Bluetooth is a wireless technology standard invented by Ericsson in 1994 for exchanging data over short distances using short-wavelength UHF radio waves (Range: 2.4 to 2.485 GHz) from fixed and mobile devices. This is in the globally unlicensed (but not unregulated) Industrial, Scientific and Medical (ISM) 2.4 GHz short-range radio frequency band.
The devices use a radio broadcast communications system, they do not have to be in visual line of sight of each other; however, a quasi optical wireless path must be viable.
Bluetooth Special Interest Group
Special Interest Group (SIG), which manages Bluetooth has more than 30,000 member companies in the areas of telecommunication, computing, networking, and consumer electronics. SIG oversees development of the specification, manages the qualification program and protects the trademarks.

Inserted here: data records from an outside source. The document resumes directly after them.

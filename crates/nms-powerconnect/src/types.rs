//! Typed views of the DNOS authentication manager tables

use std::collections::HashMap;

use nms_driver_common::{AuthcStatus, AuthzStatus, SnmpTable, TableRow};
use nms_types::MacAddress;

use crate::tables::fields;

/// Global authentication manager admin mode
#[derive(Debug, Clone, PartialEq, Eq)]
pub enum AdminMode {
    Enable,
    Disable,
    Other(String),
}

impl AdminMode {
    /// Parses the agent's answer; a missing value counts as disabled
    pub fn from_value(value: Option<&str>) -> Self {
        value.map_or(AdminMode::Disable, AdminMode::from)
    }

    pub fn is_enabled(&self) -> bool {
        matches!(self, AdminMode::Enable)
    }
}

impl From<&str> for AdminMode {
    fn from(s: &str) -> Self {
        match s {
            "enable" => AdminMode::Enable,
            "disable" => AdminMode::Disable,
            other => AdminMode::Other(other.to_string()),
        }
    }
}

/// Maps the agent's authentication state to the canonical status.
///
/// `success` and `failed` are translated, anything else passes through.
pub fn authc_status(state: &str) -> AuthcStatus {
    match state {
        "success" => AuthcStatus::Success,
        "failed" => AuthcStatus::Failed,
        other => AuthcStatus::Other(other.to_string()),
    }
}

/// Maps the agent's authorization status to the canonical status.
///
/// `authorized` and `unauthorized` are translated, anything else passes
/// through.
pub fn authz_status(status: &str) -> AuthzStatus {
    match status {
        "authorized" => AuthzStatus::Success,
        "unauthorized" => AuthzStatus::Failed,
        other => AuthzStatus::Other(other.to_string()),
    }
}

/// Canonical key for a client MAC.
///
/// Values that parse as a MAC are rendered lowercase colon separated so the
/// same client reported in different notations collapses to one session.
/// Anything else is kept as reported, trimmed.
pub fn normalize_mac(raw: &str) -> String {
    match raw.parse::<MacAddress>() {
        Ok(mac) => mac.to_string(),
        Err(_) => raw.trim().to_string(),
    }
}

/// One row of `agentAuthMgrClientStatusTable`
#[derive(Debug, Clone, Default, PartialEq, Eq)]
pub struct AuthMgrClientRow {
    /// Session index, the row's instance suffix
    pub auth_index: String,
    pub mac_address: Option<String>,
    pub interface: Option<String>,
    pub user_name: Option<String>,
    pub auth_state: Option<String>,
    pub auth_status: Option<String>,
    pub vlan_assigned: Option<String>,
    pub vlan_assigned_reason: Option<String>,
    pub session_timeout: Option<String>,
    pub session_time: Option<String>,
    pub auth_method: Option<String>,
}

impl AuthMgrClientRow {
    pub fn from_row(row: &TableRow) -> Self {
        let field = |name: &str| row.get(name).map(str::to_string);

        Self {
            auth_index: row.index.clone(),
            mac_address: field(fields::CLIENT_MAC_ADDRESS),
            interface: field(fields::INTERFACE),
            user_name: field(fields::CLIENT_USER_NAME),
            auth_state: field(fields::CLIENT_AUTH_STATE),
            auth_status: field(fields::CLIENT_AUTH_STATUS),
            vlan_assigned: field(fields::CLIENT_VLAN_ASSIGNED),
            vlan_assigned_reason: field(fields::CLIENT_VLAN_ASSIGNED_REASON),
            session_timeout: field(fields::CLIENT_SESSION_TIMEOUT),
            session_time: field(fields::CLIENT_SESSION_TIME),
            auth_method: field(fields::CLIENT_AUTH_METHOD),
        }
    }

    /// Interface index the client is attached to, if numeric
    pub fn if_index(&self) -> Option<u32> {
        self.interface.as_deref()?.trim().parse().ok()
    }
}

/// Per-interface host modes from `agentAuthMgrPortHostMode`
#[derive(Debug, Clone, Default, PartialEq, Eq)]
pub struct HostModes {
    by_interface: HashMap<String, String>,
}

impl HostModes {
    pub fn from_table(table: &SnmpTable) -> Self {
        Self {
            by_interface: table.values_by_index(fields::PORT_HOST_MODE),
        }
    }

    /// Host mode of an interface, empty when the agent did not report one
    pub fn for_interface(&self, interface: Option<&str>) -> &str {
        interface
            .and_then(|i| self.by_interface.get(i.trim()))
            .map(String::as_str)
            .unwrap_or("")
    }

    pub fn len(&self) -> usize {
        self.by_interface.len()
    }

    pub fn is_empty(&self) -> bool {
        self.by_interface.is_empty()
    }
}

#[cfg(test)]
mod tests {
    use super::*;
    use pretty_assertions::assert_eq;

    #[test]
    fn test_admin_mode() {
        assert!(AdminMode::from_value(Some("enable")).is_enabled());
        assert_eq!(AdminMode::from_value(Some("disable")), AdminMode::Disable);
        assert_eq!(
            AdminMode::from_value(Some("1")),
            AdminMode::Other("1".to_string())
        );
        assert!(!AdminMode::from_value(Some("1")).is_enabled());
        assert!(!AdminMode::from_value(Some(" enable ")).is_enabled());
        assert_eq!(AdminMode::from_value(None), AdminMode::Disable);
    }

    #[test]
    fn test_authc_remap() {
        assert_eq!(authc_status("success"), AuthcStatus::Success);
        assert_eq!(authc_status("failed"), AuthcStatus::Failed);
        assert_eq!(
            authc_status("authenticating"),
            AuthcStatus::Other("authenticating".to_string())
        );
        assert_eq!(authc_status("authenticating").as_str(), "authenticating");
    }

    #[test]
    fn test_authz_remap() {
        assert_eq!(authz_status("authorized"), AuthzStatus::Success);
        assert_eq!(authz_status("unauthorized"), AuthzStatus::Failed);
        assert_eq!(authz_status("").as_str(), "");
        assert_eq!(
            authz_status("pending"),
            AuthzStatus::Other("pending".to_string())
        );
        assert_eq!(authz_status("pending").as_str(), "pending");
    }

    #[test]
    fn test_normalize_mac() {
        assert_eq!(normalize_mac("0:1A:2b:3:4:5"), "00:1a:2b:03:04:05");
        assert_eq!(normalize_mac("00-1A-2B-03-04-05"), "00:1a:2b:03:04:05");
        assert_eq!(normalize_mac(" not-a-mac "), "not-a-mac");
    }

    #[test]
    fn test_client_row_from_table_row() {
        let row = TableRow::new("12")
            .with_field(fields::CLIENT_MAC_ADDRESS, "0:11:22:33:44:55")
            .with_field(fields::INTERFACE, "7")
            .with_field(fields::CLIENT_AUTH_STATE, "success");

        let client = AuthMgrClientRow::from_row(&row);
        assert_eq!(client.auth_index, "12");
        assert_eq!(client.if_index(), Some(7));
        assert_eq!(client.auth_state.as_deref(), Some("success"));
        assert_eq!(client.vlan_assigned, None);
    }

    #[test]
    fn test_non_numeric_interface() {
        let row = TableRow::new("1").with_field(fields::INTERFACE, "Gi1/0/7");
        assert_eq!(AuthMgrClientRow::from_row(&row).if_index(), None);
    }

    #[test]
    fn test_host_modes() {
        let table: SnmpTable = vec![
            TableRow::new("7").with_field(fields::PORT_HOST_MODE, "multiHost"),
            TableRow::new("8").with_field(fields::PORT_HOST_MODE, "singleHost"),
        ]
        .into_iter()
        .collect();

        let modes = HostModes::from_table(&table);
        assert_eq!(modes.len(), 2);
        assert_eq!(modes.for_interface(Some("7")), "multiHost");
        assert_eq!(modes.for_interface(Some("9")), "");
        assert_eq!(modes.for_interface(None), "");
    }
}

Upon completion of the presentation you will be able to understand the following:
- What is Bluetooth?
- How it technology works?
- Transmission types and rates
- Error correction and security
- Connection protocol
- Usage Model
It uses frequency-hopping spread spectrum for transmission. The data is divided into packets, and transmits each packet on one of 79 designated channels. Each channel has a bandwidth of 1 MHz with 800 hops per second, with adaptive frequency-hopping (AFH). BLE uses 2 MHz spacing, accommodating 40 channels.
With the advent of BLE, developers are now able to create small sensors that run off tiny coin cell batteries, for months. Most applications are for indoor conditions, where attenuation of walls and signal fading due to signal reflections make the range far lower than specified line of sight ranges of the products.